Activity -> In the entries that follow, how many lines contain the word "tolerance"? Answer with the number only.

Start of Extracted records

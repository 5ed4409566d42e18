//! Spherical k-means for the coarse cluster layout
//!
//! Lloyd iterations over unit vectors with cosine as the assignment metric:
//! - k-means++ seeding (probability proportional to `1 - cos` to the nearest seed)
//! - centroids renormalized after every update
//! - early stop when no centroid moves more than `tolerance`
//! - empty clusters reseeded from the point farthest from its centroid

use rand::rngs::StdRng;
use rand::{Rng, SeedableRng};

use crate::similarity::{dot, normalize_in_place};

/// Training knobs for `SimilarityIndex::rebuild`
#[derive(Debug, Clone)]
pub struct KMeansOptions {
    /// Maximum Lloyd iterations (default: 25)
    pub max_iters: usize,

    /// Stop when the largest centroid movement (1 - cos) falls below this (default: 1e-4)
    pub tolerance: f32,

    /// Seed for reproducible layouts (None = random)
    pub seed: Option<u64>,
}

impl Default for KMeansOptions {
    fn default() -> Self {
        Self {
            max_iters: 25,
            tolerance: 1e-4,
            seed: None,
        }
    }
}

/// Index of the centroid with the highest dot product; ties go to the lower index
pub(crate) fn nearest_centroid(centroids: &[Vec<f32>], v: &[f32]) -> usize {
    let mut best = 0;
    let mut best_sim = f32::NEG_INFINITY;
    for (i, c) in centroids.iter().enumerate() {
        let sim = dot(c, v);
        if sim > best_sim {
            best_sim = sim;
            best = i;
        }
    }
    best
}

/// Train up to `k` unit centroids over unit vectors `data`
///
/// Returns fewer than `k` centroids when there are fewer points than `k`, and
/// nothing for empty input.
pub fn train(data: &[&[f32]], k: usize, options: &KMeansOptions) -> Vec<Vec<f32>> {
    let n = data.len();
    let k = k.min(n);
    if k == 0 {
        return Vec::new();
    }
    let dim = data[0].len();

    let mut rng = match options.seed {
        Some(s) => StdRng::seed_from_u64(s),
        None => StdRng::from_entropy(),
    };

    let mut centroids = seed_plus_plus(data, k, &mut rng);
    let mut assignments = vec![0usize; n];

    for iter in 0..options.max_iters {
        for (i, v) in data.iter().enumerate() {
            assignments[i] = nearest_centroid(&centroids, v);
        }

        let mut sums = vec![vec![0.0f32; dim]; k];
        let mut counts = vec![0usize; k];
        for (i, v) in data.iter().enumerate() {
            let c = assignments[i];
            counts[c] += 1;
            for (acc, x) in sums[c].iter_mut().zip(v.iter()) {
                *acc += x;
            }
        }

        let mut max_movement = 0.0f32;
        for c in 0..k {
            let mut next = std::mem::take(&mut sums[c]);
            if counts[c] == 0 || !normalize_in_place(&mut next) {
                // Dead centroid: move it to the worst-served point
                let far = farthest_point(data, &centroids, &assignments);
                next = data[far].to_vec();
                assignments[far] = c;
            }
            let movement = 1.0 - dot(&centroids[c], &next);
            max_movement = max_movement.max(movement);
            centroids[c] = next;
        }

        if max_movement < options.tolerance {
            tracing::debug!("K-means converged after {} iterations", iter + 1);
            break;
        }
    }

    centroids
}

fn seed_plus_plus(data: &[&[f32]], k: usize, rng: &mut StdRng) -> Vec<Vec<f32>> {
    let n = data.len();
    let mut centroids: Vec<Vec<f32>> = Vec::with_capacity(k);
    centroids.push(data[rng.gen_range(0..n)].to_vec());

    // Distance (1 - cos) from each point to its nearest chosen seed
    let mut min_dists = vec![f32::MAX; n];

    while centroids.len() < k {
        let last = &centroids[centroids.len() - 1];
        for (i, v) in data.iter().enumerate() {
            let d = (1.0 - dot(v, last)).max(0.0);
            if d < min_dists[i] {
                min_dists[i] = d;
            }
        }

        let total: f64 = min_dists.iter().map(|&d| d as f64).sum();
        let chosen = if total <= 0.0 {
            // Every point already coincides with a seed
            rng.gen_range(0..n)
        } else {
            let threshold = rng.gen::<f64>() * total;
            let mut cumulative = 0.0f64;
            let mut chosen = n - 1;
            for (i, &d) in min_dists.iter().enumerate() {
                cumulative += d as f64;
                if cumulative >= threshold {
                    chosen = i;
                    break;
                }
            }
            chosen
        };

        centroids.push(data[chosen].to_vec());
    }

    centroids
}

fn farthest_point(data: &[&[f32]], centroids: &[Vec<f32>], assignments: &[usize]) -> usize {
    let mut far = 0;
    let mut worst = f32::NEG_INFINITY;
    for (i, v) in data.iter().enumerate() {
        let d = 1.0 - dot(v, &centroids[assignments[i]]);
        if d > worst {
            worst = d;
            far = i;
        }
    }
    far
}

End of Extracted records

Response -> 4